→ Saved entries
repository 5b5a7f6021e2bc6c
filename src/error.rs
//! Error types for the dedup pipeline

use std::path::PathBuf;

use serde::Serialize;
use thiserror::Error;

/// Crate error type
#[derive(Error, Debug)]
pub enum DedupError {
    /// A required file (stop words, corpus, raw data, config) is absent
    #[error("resource missing: {}", .path.display())]
    ResourceMissing { path: PathBuf },

    /// No usable text or tokens were supplied
    #[error("empty input: {0}")]
    EmptyInput(String),

    /// Vectorization attempted over zero documents
    #[error("cannot build a vector space over an empty corpus")]
    EmptyCorpus,

    /// Malformed input data
    #[error("vectorization failed: {0}")]
    Vectorization(String),

    /// IO error
    #[error("IO error: {0}")]
    Io(#[from] std::io::Error),

    /// CSV error
    #[error("CSV error: {0}")]
    Csv(#[from] csv::Error),

    /// TOML parsing error
    #[error("TOML parse error: {0}")]
    TomlParse(#[from] toml::de::Error),

    /// JSON error
    #[error("JSON error: {0}")]
    Json(#[from] serde_json::Error),

    /// Configuration error
    #[error("Configuration error: {0}")]
    Config(String),
}

/// Machine-checkable error category
#[derive(Debug, Clone, Copy, PartialEq, Eq, Serialize)]
#[serde(rename_all = "snake_case")]
pub enum ErrorKind {
    ResourceMissing,
    EmptyInput,
    EmptyCorpus,
    VectorizationFailure,
    Io,
    Config,
}

impl DedupError {
    pub fn kind(&self) -> ErrorKind {
        match self {
            DedupError::ResourceMissing { .. } => ErrorKind::ResourceMissing,
            DedupError::EmptyInput(_) => ErrorKind::EmptyInput,
            DedupError::EmptyCorpus => ErrorKind::EmptyCorpus,
            DedupError::Vectorization(_) | DedupError::Csv(_) => ErrorKind::VectorizationFailure,
            DedupError::Io(_) => ErrorKind::Io,
            DedupError::TomlParse(_) | DedupError::Json(_) | DedupError::Config(_) => ErrorKind::Config,
        }
    }

    /// Structured form for callers that report errors as data
    pub fn report(&self) -> ErrorReport {
        ErrorReport {
            kind: self.kind(),
            message: self.to_string(),
        }
    }
}

/// `{ "kind": ..., "message": ... }`
#[derive(Debug, Clone, Serialize)]
pub struct ErrorReport {
    pub kind: ErrorKind,
    pub message: String,
}

/// Result type alias for crate operations
pub type Result<T> = std::result::Result<T, DedupError>;
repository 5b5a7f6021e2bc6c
pub mod vector;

→ Activity
All lines above with the word "EmptyInput" need to be reported.

→ Your solution
    EmptyInput(String),
    EmptyInput,
            DedupError::EmptyInput(_) => ErrorKind::EmptyInput,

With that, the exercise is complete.